IV.   Miscellaneous.

            (a)   Public Announcements. FAC and MTI agree that they shall issue
a mutually agreeable press release following the consummation of the
transactions contemplated by this Agreement. FAC and MTI also agree that neither
will, nor will their respective agents, make any other public announcement with
respect to this Agreement or the transactions contemplated hereby, except as
required by applicable law, and no such public announcement shall be made
without the prior consent of the other party.

            (b)   Expenses. Each party hereto will bear its own expenses in
connection with the transactions contemplated by this Agreement.

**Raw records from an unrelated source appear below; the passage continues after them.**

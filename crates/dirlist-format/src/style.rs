//! Name coloring rules.
//!
//! A [`Palette`] holds one style per file type plus a table of extension
//! styles for regular files. The defaults follow the usual `dircolors`
//! scheme; `LS_COLORS` can override any of them.

use std::collections::HashMap;
use std::path::Path;

use ansi_term::{Colour, Style};
use dirlist_core::Metadata;

/// Styles used to color entry names.
#[derive(Debug, Clone, PartialEq)]
pub struct Palette {
    /// Directories (always applied last, so it wins over everything).
    pub directory: Style,
    /// Executable regular files.
    pub executable: Style,
    /// Symbolic links.
    pub symlink: Style,
    /// Block and character devices.
    pub device: Style,
    /// Sockets.
    pub socket: Style,
    /// Named pipes.
    pub fifo: Style,
    /// Regular files by lowercase extension.
    pub extensions: HashMap<String, Style>,
}

struct FallbackRule {
    applies: fn(&Metadata) -> bool,
    style: Style,
}

const ARCHIVES: &[&str] = &[
    "7z", "bz2", "deb", "gz", "jar", "rar", "rpm", "tar", "tbz2", "tgz", "xz", "zip", "zst",
];
const IMAGES: &[&str] = &[
    "bmp", "gif", "ico", "jpeg", "jpg", "png", "svg", "tif", "tiff", "webp",
];
const MEDIA: &[&str] = &[
    "avi", "flac", "m4a", "mkv", "mov", "mp3", "mp4", "ogg", "wav", "webm",
];

impl Default for Palette {
    fn default() -> Self {
        let mut extensions = HashMap::new();
        for (group, style) in [
            (ARCHIVES, Colour::Red.bold()),
            (IMAGES, Colour::Purple.bold()),
            (MEDIA, Colour::Cyan.normal()),
        ] {
            for ext in group {
                extensions.insert((*ext).to_string(), style);
            }
        }

        Self {
            directory: Colour::Blue.bold(),
            executable: Colour::Green.bold(),
            symlink: Colour::Cyan.bold(),
            device: Colour::Yellow.bold(),
            socket: Colour::Fixed(208).bold(),
            fifo: Colour::Yellow.normal(),
            extensions,
        }
    }
}

impl Palette {
    /// Default palette with `LS_COLORS` overrides from the environment.
    pub fn from_env() -> Self {
        match std::env::var("LS_COLORS") {
            Ok(spec) => Self::default().with_ls_colors(&spec),
            Err(_) => Self::default(),
        }
    }

    /// Apply an `LS_COLORS`-style specification, e.g. `di=01;34:*.log=33`.
    ///
    /// Unknown keys and malformed values are skipped.
    pub fn with_ls_colors(mut self, spec: &str) -> Self {
        for item in spec.split(':').filter(|s| !s.is_empty()) {
            let Some((key, value)) = item.split_once('=') else {
                continue;
            };
            let Some(style) = parse_sgr(value) else {
                tracing::debug!(item, "ignoring malformed LS_COLORS entry");
                continue;
            };

            match key {
                "di" => self.directory = style,
                "ex" => self.executable = style,
                "ln" => self.symlink = style,
                "bd" | "cd" => self.device = style,
                "so" => self.socket = style,
                "pi" => self.fifo = style,
                _ => {
                    if let Some(ext) = key.strip_prefix("*.") {
                        self.extensions.insert(ext.to_lowercase(), style);
                    }
                }
            }
        }
        self
    }

    /// Style for a regular file based on its extension, if any rule matches.
    ///
    /// A rule that resolves to a plain style (e.g. `*.sh=0`) colors nothing
    /// and counts as no match.
    pub fn file_type_style(&self, name: &str, metadata: &Metadata) -> Option<Style> {
        if !metadata.is_file() {
            return None;
        }
        let ext = Path::new(name).extension()?.to_str()?.to_lowercase();
        self.extensions
            .get(&ext)
            .copied()
            .filter(|style| !style.is_plain())
    }

    /// Style from the type-based rules, first match wins.
    pub fn fallback_style(&self, metadata: &Metadata) -> Option<Style> {
        self.fallback_rules()
            .into_iter()
            .find(|rule| (rule.applies)(metadata))
            .map(|rule| rule.style)
    }

    fn fallback_rules(&self) -> [FallbackRule; 5] {
        [
            FallbackRule {
                applies: Metadata::is_executable,
                style: self.executable,
            },
            FallbackRule {
                applies: Metadata::is_symlink,
                style: self.symlink,
            },
            FallbackRule {
                applies: Metadata::is_device,
                style: self.device,
            },
            FallbackRule {
                applies: Metadata::is_socket,
                style: self.socket,
            },
            FallbackRule {
                applies: Metadata::is_fifo,
                style: self.fifo,
            },
        ]
    }
}

/// Parse a `;`-separated SGR parameter list into a style.
fn parse_sgr(codes: &str) -> Option<Style> {
    let mut style = Style::new();
    let mut params = codes.split(';').map(|p| p.parse::<u8>());

    while let Some(param) = params.next() {
        let code = param.ok()?;
        style = match code {
            0 => Style::new(),
            1 => style.bold(),
            2 => style.dimmed(),
            3 => style.italic(),
            4 => style.underline(),
            5 => style.blink(),
            7 => style.reverse(),
            8 => style.hidden(),
            9 => style.strikethrough(),
            n @ 30..=37 => style.fg(basic_colour(n - 30)),
            n @ 40..=47 => style.on(basic_colour(n - 40)),
            n @ 90..=97 => style.fg(Colour::Fixed(n - 90 + 8)),
            n @ 100..=107 => style.on(Colour::Fixed(n - 100 + 8)),
            38 | 48 => {
                let extended = params.next()?.ok()?;
                let index = params.next()?.ok()?;
                if extended != 5 {
                    return None;
                }
                if code == 38 {
                    style.fg(Colour::Fixed(index))
                } else {
                    style.on(Colour::Fixed(index))
                }
            }
            _ => return None,
        };
    }

    Some(style)
}

fn basic_colour(index: u8) -> Colour {
    match index {
        0 => Colour::Black,
        1 => Colour::Red,
        2 => Colour::Green,
        3 => Colour::Yellow,
        4 => Colour::Blue,
        5 => Colour::Purple,
        6 => Colour::Cyan,
        _ => Colour::White,
    }
}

            (c)   Governing Law. This Agreement shall be governed and construed
in accordance with the laws of the State of New York without regard to its
principles of conflicts of law.

            (d)   Counterparts. This Agreement may be executed in counterparts,
each of which shall be deemed to be an original, and all of which shall
constitute one and the same document.

            (e)   Entire Agreement, Etc. This Agreement (i) constitutes the
entire understanding of the parties hereto as the subject matter hereof and
supercedes any prior understanding or agreement, (ii) will be binding upon,
inure to the benefit of, and be enforceable by, the parties hereto, their
respective successors and permitted assigns and (iii) shall not be assignable
without the written consent of the parties hereto.






                                       10

            IN WITNESS WHEREOF, the duly authorized officers of FAC and MTI have
executed this Agreement as of the date first above written.

                                   FIRST ALBANY COMPANIES INC.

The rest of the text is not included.